Water fountains. I don't really have a good reason. I just get aggravated erery time I have to work on one. Too many different parts, brands. So much stuff jammed in such a small space. It also seems to take forever to get parts:furious:


----------



## Proud Plumber (Sep 15, 2008)

I hate anything in the attic, in August at 3:00 in the afternoon.


----------



## UnclogNH (Mar 28, 2009)

I hate paying bills. It's my money let me keep it. :laughing:

I would have to say Sewer ejector pump repairs or replacements during summer time


----------



## service guy (Jun 26, 2008)

Old, powervent gas water heaters not working. One time I had a call on an old AO smith powervent. The blower wasn't working, the diagnostics and the AO smith technical department pointed to a bad blower. Ordered the blower, replaced it and still nothing. The electronic gasvalve was also bad, ordered it and replaced the gas valve.

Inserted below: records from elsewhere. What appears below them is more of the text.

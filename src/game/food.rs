use rand::rngs::StdRng;
use rand::seq::SliceRandom;
use rand::{Rng, SeedableRng};

use super::board::{Board, Cell, CellState};
use super::error::SpawnError;
use super::snake::Snake;

/// Places food on a random empty cell
pub struct FoodSpawner {
    rng: StdRng,
    max_attempts: usize,
}

impl FoodSpawner {
    pub fn new(seed: Option<u64>, max_attempts: usize) -> Self {
        let rng = match seed {
            Some(seed) => StdRng::seed_from_u64(seed),
            None => StdRng::from_entropy(),
        };
        Self {
            rng,
            max_attempts: max_attempts.max(1),
        }
    }

    /// Mark a new food cell on the board and return it.
    ///
    /// Samples uniformly over the whole grid for a bounded number of draws,
    /// then picks among the remaining empty cells directly.
    pub fn spawn(&mut self, board: &mut Board, snake: &Snake) -> Result<Cell, SpawnError> {
        let is_free =
            |cell: Cell| board.occupancy_at(cell) == CellState::Empty && !snake.contains(cell);

        let sampled = (0..self.max_attempts)
            .map(|_| {
                Cell::new(
                    self.rng.gen_range(0..board.height()) as i32,
                    self.rng.gen_range(0..board.width()) as i32,
                )
            })
            .find(|cell| is_free(*cell));

        let food = match sampled {
            Some(cell) => cell,
            None => {
                let free: Vec<Cell> = board
                    .empty_cells()
                    .into_iter()
                    .filter(|cell| !snake.contains(*cell))
                    .collect();
                tracing::debug!(
                    free = free.len(),
                    "food sampling exhausted, enumerating empty cells"
                );
                *free.choose(&mut self.rng).ok_or(SpawnError::BoardFull)?
            }
        };

        board.set_occupancy(food, CellState::Food);
        Ok(food)
    }
}
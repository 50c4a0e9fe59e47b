use super::{
    action::Direction,
    config::GameConfig,
    error::{ConfigError, SpawnError},
    food::FoodSpawner,
    movement::{self, Movement},
    snake::Snake,
    state::{GameEnd, GameState},
};

/// Result of a game step
#[derive(Debug, Clone, PartialEq)]
pub struct StepResult {
    /// What the head did this step
    pub movement: Movement,
    /// Whether the game has ended
    pub terminated: bool,
}

impl StepResult {
    pub fn ate_food(&self) -> bool {
        matches!(self.movement, Movement::Ate { .. })
    }
}

/// The game engine that handles all game logic
pub struct GameEngine {
    config: GameConfig,
    spawner: FoodSpawner,
}

impl GameEngine {
    /// Create a new game engine with the given configuration
    pub fn new(config: GameConfig) -> Result<Self, ConfigError> {
        config.validate()?;
        let spawner = FoodSpawner::new(config.seed, config.spawn_attempts);
        Ok(Self { config, spawner })
    }

    pub fn config(&self) -> &GameConfig {
        &self.config
    }

    /// Build a fresh game: seeded snake at the start cell, one food, score 0
    pub fn reset(&mut self) -> GameState {
        let snake = Snake::new(self.config.start_cell(), self.config.initial_snake_length);
        let mut state = GameState::new(self.config.rows(), self.config.cols(), snake, None);

        match self.spawner.spawn(&mut state.board, &state.snake) {
            Ok(food) => state.food = Some(food),
            Err(SpawnError::BoardFull) => state.end = Some(GameEnd::BoardFull),
        }

        tracing::info!(
            rows = self.config.rows(),
            cols = self.config.cols(),
            seed = ?self.config.seed,
            "new game"
        );
        state
    }

    /// Execute one step of the game.
    ///
    /// `requested` is the direction read this tick; `Direction::None` keeps the
    /// current one and a reversal is ignored.
    pub fn step(&mut self, state: &mut GameState, requested: Direction) -> StepResult {
        if !state.is_alive() {
            return StepResult {
                movement: Movement::Idle,
                terminated: true,
            };
        }

        state.snake.direction = state.snake.direction.turned_to(requested);

        let movement = movement::resolve(state, &mut self.spawner);
        match movement {
            Movement::Idle => {}
            Movement::Moved { .. } => state.steps += 1,
            Movement::Ate { food, .. } => {
                state.steps += 1;
                tracing::debug!(score = state.score, food = ?food, "food eaten");
                if food.is_none() {
                    state.end = Some(GameEnd::BoardFull);
                }
            }
            Movement::SelfCollision { at } => {
                state.steps += 1;
                state.end = Some(GameEnd::SelfCollision);
                tracing::debug!(row = at.row, col = at.col, "snake ran into itself");
            }
        }

        StepResult {
            movement,
            terminated: !state.is_alive(),
        }
    }
}
use std::collections::VecDeque;

use super::action::Direction;
use super::board::Cell;

/// The snake in the game
///
/// Segments run from tail (front) to head (back); the head is simply the
/// last element.
#[derive(Debug, Clone, PartialEq)]
pub struct Snake {
    segments: VecDeque<Cell>,
    /// Current direction of movement
    pub direction: Direction,
}

impl Snake {
    /// Seed a snake with `length` segments stacked on `start`, not yet moving
    pub fn new(start: Cell, length: usize) -> Self {
        Self {
            segments: std::iter::repeat_n(start, length.max(1)).collect(),
            direction: Direction::None,
        }
    }

    /// Build a snake from explicit segments, tail first; `None` when there are none
    pub fn from_segments(
        segments: impl IntoIterator<Item = Cell>,
        direction: Direction,
    ) -> Option<Self> {
        let segments: VecDeque<Cell> = segments.into_iter().collect();
        if segments.is_empty() {
            return None;
        }
        Some(Self {
            segments,
            direction,
        })
    }

    pub fn head(&self) -> Cell {
        // `new` and `from_segments` never produce an empty body and no
        // operation removes the last segment.
        self.segments[self.segments.len() - 1]
    }

    pub fn tail(&self) -> Cell {
        self.segments[0]
    }

    /// Append a new head and keep every existing segment
    pub fn advance_with_growth(&mut self, new_head: Cell) {
        self.segments.push_back(new_head);
    }

    /// Append a new head and drop the oldest segment, returning it
    pub fn advance_with_trim(&mut self, new_head: Cell) -> Option<Cell> {
        self.segments.push_back(new_head);
        self.segments.pop_front()
    }

    pub fn contains(&self, cell: Cell) -> bool {
        self.segments.contains(&cell)
    }

    /// Segments from tail to head
    pub fn segments(&self) -> impl Iterator<Item = Cell> + '_ {
        self.segments.iter().copied()
    }

    pub fn len(&self) -> usize {
        self.segments.len()
    }

    /// Check if the snake is empty (should never happen in practice)
    pub fn is_empty(&self) -> bool {
        self.segments.is_empty()
    }
}
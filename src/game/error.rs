use thiserror::Error;

/// Rejected game configuration
#[derive(Debug, Error)]
pub enum ConfigError {
    #[error("step size must be positive")]
    ZeroStepSize,
    #[error("grid of {rows}x{cols} cells is too small to hold a snake and food")]
    GridTooSmall { rows: usize, cols: usize },
    #[error("initial snake length must be positive")]
    ZeroSnakeLength,
    #[error("food spawner needs at least one sampling attempt")]
    ZeroSpawnAttempts,
    #[error("failed to read config file: {0}")]
    Io(#[from] std::io::Error),
    #[error("failed to parse config file: {0}")]
    Parse(#[from] toml::de::Error),
}

/// Food placement failure
#[derive(Debug, Clone, Copy, PartialEq, Eq, Error)]
pub enum SpawnError {
    #[error("no empty cell left for food")]
    BoardFull,
}
pub mod human;

pub use human::HumanMode;
pub mod renderer;

use anyhow::Result;

use crate::game::GameState;
use crate::metrics::GameMetrics;

pub use renderer::TerminalRenderer;

/// Display consumed by the controller; draws are fire-and-forget
pub trait Renderer {
    /// Draw the running game
    fn render(&mut self, state: &GameState, metrics: &GameMetrics) -> Result<()>;

    /// Draw the end-of-game overlay with the final score and replay prompt
    fn render_game_over(&mut self, state: &GameState, metrics: &GameMetrics) -> Result<()>;
}
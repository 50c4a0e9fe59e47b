use super::board::{Cell, CellState};
use super::error::SpawnError;
use super::food::FoodSpawner;
use super::state::GameState;

/// What a single movement step did to the game
#[derive(Debug, Clone, Copy, PartialEq, Eq)]
pub enum Movement {
    /// No direction recorded yet; nothing moved
    Idle,
    /// The head moved onto an empty cell and the tail followed
    Moved { head: Cell },
    /// The head ate food; `food` is the replacement, `None` if the board is full
    Ate { head: Cell, food: Option<Cell> },
    /// The candidate cell holds a body segment; nothing was mutated
    SelfCollision { at: Cell },
}

/// Resolves one step of the snake in its current direction.
///
/// The candidate cell is classified against the pre-move board before any
/// mutation, so a collision leaves board and snake untouched.
pub fn resolve(state: &mut GameState, spawner: &mut FoodSpawner) -> Movement {
    let (d_row, d_col) = state.snake.direction.delta();
    if (d_row, d_col) == (0, 0) {
        return Movement::Idle;
    }

    let previous_head = state.snake.head();
    let candidate = state
        .board
        .normalize_cell(previous_head.moved_by(d_row, d_col));

    match state.board.occupancy_at(candidate) {
        // Head only comes back on a one-cell-wide axis, where the step lands on itself.
        CellState::Body | CellState::Head => Movement::SelfCollision { at: candidate },
        CellState::Empty => {
            let vacated = state.snake.advance_with_trim(candidate);
            move_head(state, previous_head, candidate);
            // A one-segment snake vacates its old head; stacked seed segments
            // keep their cell marked until the last one leaves.
            if let Some(vacated) = vacated.filter(|cell| !state.snake.contains(*cell)) {
                state.board.set_occupancy(vacated, CellState::Empty);
            }
            Movement::Moved { head: candidate }
        }
        CellState::Food => {
            state.score += 1;
            state.snake.advance_with_growth(candidate);
            move_head(state, previous_head, candidate);

            let food = match spawner.spawn(&mut state.board, &state.snake) {
                Ok(food) => Some(food),
                Err(SpawnError::BoardFull) => None,
            };
            state.food = food;
            Movement::Ate {
                head: candidate,
                food,
            }
        }
    }
}

fn move_head(state: &mut GameState, previous_head: Cell, new_head: Cell) {
    state.board.set_occupancy(previous_head, CellState::Body);
    state.board.set_occupancy(new_head, CellState::Head);
}
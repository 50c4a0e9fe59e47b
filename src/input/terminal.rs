use anyhow::{Context, Result};
use crossterm::event::{self, Event, KeyEventKind};
use std::time::{Duration, Instant};

use super::handler::{InputHandler, KeyAction};
use super::{InputSource, TickInput};
use crate::game::ReplayChoice;

/// Keyboard input read from the terminal
#[derive(Default)]
pub struct TerminalInput {
    handler: InputHandler,
}

impl TerminalInput {
    pub fn new() -> Self {
        Self::default()
    }

    fn next_key_action(&self, timeout: Option<Duration>) -> Result<Option<KeyAction>> {
        if let Some(timeout) = timeout {
            if !event::poll(timeout).context("Failed to poll terminal events")? {
                return Ok(None);
            }
        }

        match event::read().context("Failed to read terminal event")? {
            // Only process key press events, not release
            Event::Key(key) if key.kind == KeyEventKind::Press => {
                Ok(Some(self.handler.handle_key_event(key)))
            }
            _ => Ok(Some(KeyAction::None)),
        }
    }
}

impl InputSource for TerminalInput {
    /// Waits out the whole tick so ticks stay evenly spaced; the first
    /// steering key of the tick wins.
    fn poll_direction(&mut self, timeout: Duration) -> Result<TickInput> {
        let deadline = Instant::now() + timeout;
        let mut steer = None;

        loop {
            let remaining = deadline.saturating_duration_since(Instant::now());
            if remaining.is_zero() {
                break;
            }
            match self.next_key_action(Some(remaining))? {
                None => break,
                Some(KeyAction::Quit) => return Ok(TickInput::Quit),
                Some(KeyAction::Steer(direction)) => {
                    steer.get_or_insert(direction);
                }
                Some(KeyAction::Replay(_) | KeyAction::None) => {}
            }
        }

        Ok(steer.map_or(TickInput::Idle, TickInput::Steer))
    }

    fn poll_replay_choice(&mut self) -> Result<ReplayChoice> {
        loop {
            match self.next_key_action(None)? {
                Some(KeyAction::Replay(choice)) => return Ok(choice),
                Some(KeyAction::Quit) => return Ok(ReplayChoice::No),
                _ => {}
            }
        }
    }
}
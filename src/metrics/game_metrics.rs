use std::time::{Duration, Instant};

use crate::game::{GameEnd, GameState};

/// Session statistics that survive replays
pub struct GameMetrics {
    pub start_time: Instant,
    pub elapsed_time: Duration,
    pub high_score: u32,
    pub games_played: u32,
    /// Games that ended with the board full
    pub wins: u32,
    pub longest_snake: usize,
}

impl GameMetrics {
    pub fn new() -> Self {
        Self {
            start_time: Instant::now(),
            elapsed_time: Duration::ZERO,
            high_score: 0,
            games_played: 0,
            wins: 0,
            longest_snake: 0,
        }
    }

    pub fn update(&mut self) {
        self.elapsed_time = self.start_time.elapsed();
    }

    pub fn on_game_start(&mut self) {
        self.start_time = Instant::now();
        self.elapsed_time = Duration::ZERO;
    }

    pub fn on_game_over(&mut self, state: &GameState) {
        self.update();
        self.games_played += 1;
        self.high_score = self.high_score.max(state.score);
        self.longest_snake = self.longest_snake.max(state.snake.len());
        if state.end == Some(GameEnd::BoardFull) {
            self.wins += 1;
        }
    }

    pub fn format_time(&self) -> String {
        let total_secs = self.elapsed_time.as_secs();
        let minutes = total_secs / 60;
        let seconds = total_secs % 60;
        format!("{:02}:{:02}", minutes, seconds)
    }
}

impl Default for GameMetrics {
    fn default() -> Self {
        Self::new()
    }
}
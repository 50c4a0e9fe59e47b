/// A cell on the game grid
#[derive(Debug, Clone, Copy, PartialEq, Eq, Hash)]
pub struct Cell {
    pub row: i32,
    pub col: i32,
}

impl Cell {
    pub fn new(row: i32, col: i32) -> Self {
        Self { row, col }
    }

    /// Move cell by delta, without wrapping
    pub fn moved_by(&self, d_row: i32, d_col: i32) -> Self {
        Self {
            row: self.row + d_row,
            col: self.col + d_col,
        }
    }
}

/// Occupancy tag of a single cell
#[derive(Debug, Clone, Copy, PartialEq, Eq, Default)]
pub enum CellState {
    #[default]
    Empty,
    Body,
    Head,
    Food,
}

/// Fixed-size wrap-around grid; the single authority on what each cell holds
#[derive(Debug, Clone, PartialEq)]
pub struct Board {
    height: usize,
    width: usize,
    cells: Vec<CellState>,
}

impl Board {
    /// Create an all-empty board
    pub fn new(height: usize, width: usize) -> Self {
        Self {
            height,
            width,
            cells: vec![CellState::Empty; height * width],
        }
    }

    pub fn height(&self) -> usize {
        self.height
    }

    pub fn width(&self) -> usize {
        self.width
    }

    /// Wrap a coordinate that stepped at most one unit past either edge.
    ///
    /// Only single-step overshoot is defined, since a tick moves the head by
    /// exactly one step.
    pub fn normalize(coordinate: i32, extent: usize) -> i32 {
        let extent = extent as i32;
        debug_assert!(
            (-1..=extent).contains(&coordinate),
            "coordinate {coordinate} overshoots extent {extent} by more than one step"
        );
        if coordinate < 0 {
            extent - 1
        } else if coordinate >= extent {
            0
        } else {
            coordinate
        }
    }

    /// Wrap both axes of a cell independently
    pub fn normalize_cell(&self, cell: Cell) -> Cell {
        Cell::new(
            Self::normalize(cell.row, self.height),
            Self::normalize(cell.col, self.width),
        )
    }

    pub fn occupancy_at(&self, cell: Cell) -> CellState {
        self.cells[self.index(cell)]
    }

    pub fn set_occupancy(&mut self, cell: Cell, state: CellState) {
        let index = self.index(cell);
        self.cells[index] = state;
    }

    /// All cells currently tagged `Empty`, in row-major order
    pub fn empty_cells(&self) -> Vec<Cell> {
        self.cells
            .iter()
            .enumerate()
            .filter(|(_, state)| **state == CellState::Empty)
            .map(|(index, _)| self.cell_at(index))
            .collect()
    }

    pub fn count(&self, state: CellState) -> usize {
        self.cells.iter().filter(|cell| **cell == state).count()
    }

    /// Rows of cell tags, top to bottom
    pub fn rows(&self) -> impl Iterator<Item = &[CellState]> {
        self.cells.chunks(self.width.max(1))
    }

    /// Row-major index of any cell, wrapped onto the torus however far out it lies
    fn index(&self, cell: Cell) -> usize {
        let row = cell.row.rem_euclid(self.height as i32) as usize;
        let col = cell.col.rem_euclid(self.width as i32) as usize;
        row * self.width + col
    }

    fn cell_at(&self, index: usize) -> Cell {
        Cell::new((index / self.width) as i32, (index % self.width) as i32)
    }
}
use anyhow::{Context, Result};
use clap::Parser;
use std::path::PathBuf;
use torus_snake::game::GameConfig;
use torus_snake::modes::HumanMode;

#[derive(Parser)]
#[command(name = "torus_snake")]
#[command(version, about = "Snake on a wrap-around grid")]
struct Cli {
    /// TOML config file; flags below override its values
    #[arg(long)]
    config: Option<PathBuf>,

    /// Board height in units
    #[arg(long)]
    height: Option<u32>,

    /// Board width in units
    #[arg(long)]
    width: Option<u32>,

    /// Units per movement step
    #[arg(long)]
    step_size: Option<u32>,

    /// Milliseconds per tick
    #[arg(long)]
    tick_ms: Option<u64>,

    /// Seed for food placement
    #[arg(long)]
    seed: Option<u64>,

    /// Write logs to this file (RUST_LOG sets the filter)
    #[arg(long)]
    log_file: Option<PathBuf>,
}

impl Cli {
    fn game_config(&self) -> Result<GameConfig> {
        let mut config = match &self.config {
            Some(path) => GameConfig::load(path)
                .with_context(|| format!("Failed to load config {}", path.display()))?,
            None => GameConfig::default(),
        };

        if let Some(height) = self.height {
            config.board_height = height;
        }
        if let Some(width) = self.width {
            config.board_width = width;
        }
        if let Some(step_size) = self.step_size {
            config.step_size = step_size;
        }
        if let Some(tick_ms) = self.tick_ms {
            config.tick_interval_ms = tick_ms;
        }
        if self.seed.is_some() {
            config.seed = self.seed;
        }

        config.validate()?;
        Ok(config)
    }
}

fn main() -> Result<()> {
    let cli = Cli::parse();

    if let Some(path) = &cli.log_file {
        torus_snake::logging::init(path)?;
    }

    let config = cli.game_config()?;
    tracing::info!(?config, "starting");

    HumanMode::new(config).run()
}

Heater worked for a few minutes and then shutoff anyway. Opened up the ceiling and found the 2" pvc vent was undersized for its length. Redid the vent to 3" and it finally worked like a charm. How it worked for so many years with such a small vent, I don't know, but it eventually overworked the blower and it quit and the electronic gasvalve quit sending the blower power too. I tried to talk the guy into a new waterheater from the beginning, but he insisted on having it fixed.
Blower + shipping+ labor + electronic gasvalve + shipping + labor + new vent material + labor = almost the cost of an entire new water heater replacement! I always suggest replacement, but some people try to save money by fixing it. It works fine now, but I hope the tank doesn't leak for a few years, or the poor Homeowner will be kicking himself.
At least I got paid, but it was awful, three trips to the guys house to fix it and I would have rather just replaced the whole dang thing.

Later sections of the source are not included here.